A total of 500,000 people may have had gambling-related problems. A gambler’s average debt reached 1.2 million crowns, a double of the average debt in 2015, the annual report says.
Some gamblers owe as much as tens of millions of crowns, it says.
In 2014, the number of problem gamblers was 440,000, including 100,000 addicts.
According to the report, the number of gamblers threatened with addiction slightly increased last year, as did the number of pathological gamblers.
A survey showed that 4 percent of men and 0.8 percent women may have problems related to gambling.
About 10 percent of the addicts are children and juveniles under 18. Boys incline to gambling much more. They bet online most often of all, while girls prefer lotteries.
Gambling is more spread among apprentices and it is the least frequent with grammar school students, the survey showed.
According to preliminary estimates, people lost 39.3 billion crowns in gambling in 2016, betting a total of 196.4 billion crowns. The operators paid out 157.1 billion in wins.
People’s spending on games has been rising since 2013. It rose by 20 percent in 2016, compared with the preceding year.
The public budgets gained 10.5 billion crowns in taxes and fees from gambling. Out of the sum, 4.4 billion went to the state and 6.1 billion to towns.
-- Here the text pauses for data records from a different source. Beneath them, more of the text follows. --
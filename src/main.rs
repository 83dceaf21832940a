use clap::Parser;
use log::LevelFilter;
use pixfit::{Cli, DirectoryProcessor, PixfitError, ResizeConfig};

fn main() -> anyhow::Result<()> {
    let cli = Cli::parse();

    // Initialize logger
    env_logger::Builder::new()
        .filter_level(if cli.verbose {
            LevelFilter::Debug
        } else {
            LevelFilter::Info
        })
        .init();

    let config = ResizeConfig {
        max_width: cli.max_width,
        max_height: cli.max_height,
        quality: cli.quality,
    };

    let processor = DirectoryProcessor::new(config);

    match processor.process_directory(&cli.input) {
        Ok(summary) => {
            log::info!(
                "Run complete: {} resized, {} skipped, {} errors",
                summary.resized,
                summary.skipped,
                summary.errors.len()
            );
        }
        // Both run-level exits are messages, not failures: the original tool
        // prints and falls through with a zero exit code.
        Err(PixfitError::MissingDirectory(dir)) => {
            println!("Error: '{}' directory not found!", dir.display());
        }
        Err(PixfitError::NoImagesFound(dir)) => {
            println!("No images found in '{}' directory!", dir.display());
        }
        Err(e) => return Err(e.into()),
    }

    Ok(())
}
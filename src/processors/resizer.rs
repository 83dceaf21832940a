// pixfit/src/processors/resizer.rs
use image::{imageops::FilterType, DynamicImage, GenericImageView};

/// Computes fitted dimensions and performs the resample with a fixed
/// Lanczos3 filter.
pub struct Resizer {
    filter: FilterType,
}

impl Resizer {
    pub fn new() -> Self {
        Self {
            filter: FilterType::Lanczos3,
        }
    }

    /// Returns the target dimensions for an image that must fit within
    /// `max_w` x `max_h`, or `None` when it already does.
    ///
    /// The scale factor is `min(max_w/w, max_h/h)` and both products are
    /// floored, so the dimension that overflows more lands exactly on its
    /// limit (or one pixel under) and the other shrinks proportionally.
    pub fn fit_within(&self, width: u32, height: u32, max_w: u32, max_h: u32) -> Option<(u32, u32)> {
        if width <= max_w && height <= max_h {
            return None;
        }

        let ratio_w = max_w as f64 / width as f64;
        let ratio_h = max_h as f64 / height as f64;
        let ratio = ratio_w.min(ratio_h);

        let new_w = (width as f64 * ratio).floor() as u32;
        let new_h = (height as f64 * ratio).floor() as u32;

        Some((new_w.max(1), new_h.max(1)))
    }

    /// Resamples to exactly `width` x `height`. The fitted dimensions are
    /// computed by `fit_within`, so no further aspect handling happens here.
    pub fn downscale(&self, image: &DynamicImage, width: u32, height: u32) -> DynamicImage {
        log::debug!(
            "Resizing image from {}x{} to {}x{}",
            image.width(),
            image.height(),
            width,
            height
        );

        image.resize_exact(width, height, self.filter)
    }
}

impl Default for Resizer {
    fn default() -> Self {
        Self::new()
    }
}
About 20 percent of on-line gamblers have ever bet more than 1,000 crowns on one day.
A half of on-line gamblers spend more than one hour a day gambling. As far as gambling machines are concerned, seven in ten gamblers spend more than one hour a day with them, the report writes.
The treatment of gambling addiction is badly accessible in the Czech Republic, it continues.
About 1,300-1,500 gamblers were treated in out-patient psychiatric wards between 2004 and 2015.
The portion of women among them rose gradually to reach 14 percent in 2015.
Consulting centres to help gamblers tackle their debts are lacked in the country. Gamblers’ self-help organisations have emerged, two in Prague and one in Brno, the report writes.
Illegal gambling machines operated in 402 gambling rooms in April 2016. Most of them were “quiz-machines,” and newly also “puzzle-machines” and “e-shop machines.”
In the first quarter of 2017, the Customs Authority made 323 checks and uncovered 234 illegal machines.
A new law on gambling has been in force in the Czech Republic since January. It enabled foreign operators’ entry onto the Czech market and gave the green light to online gambling.
It set rules for issuing licences and the checks of gambling, introduced compulsory pauses in gambling and maximum sums that can be bet and won. It restricted gambling advertisements.
Since January, the tax on hi-tech games has been 35 percent and on the remaining games 23 percent.
According to a recent government analysis, however, the gambling law was amended under the influence of the gambling lobby in favour of the gambling business and to the detriment of the public interest.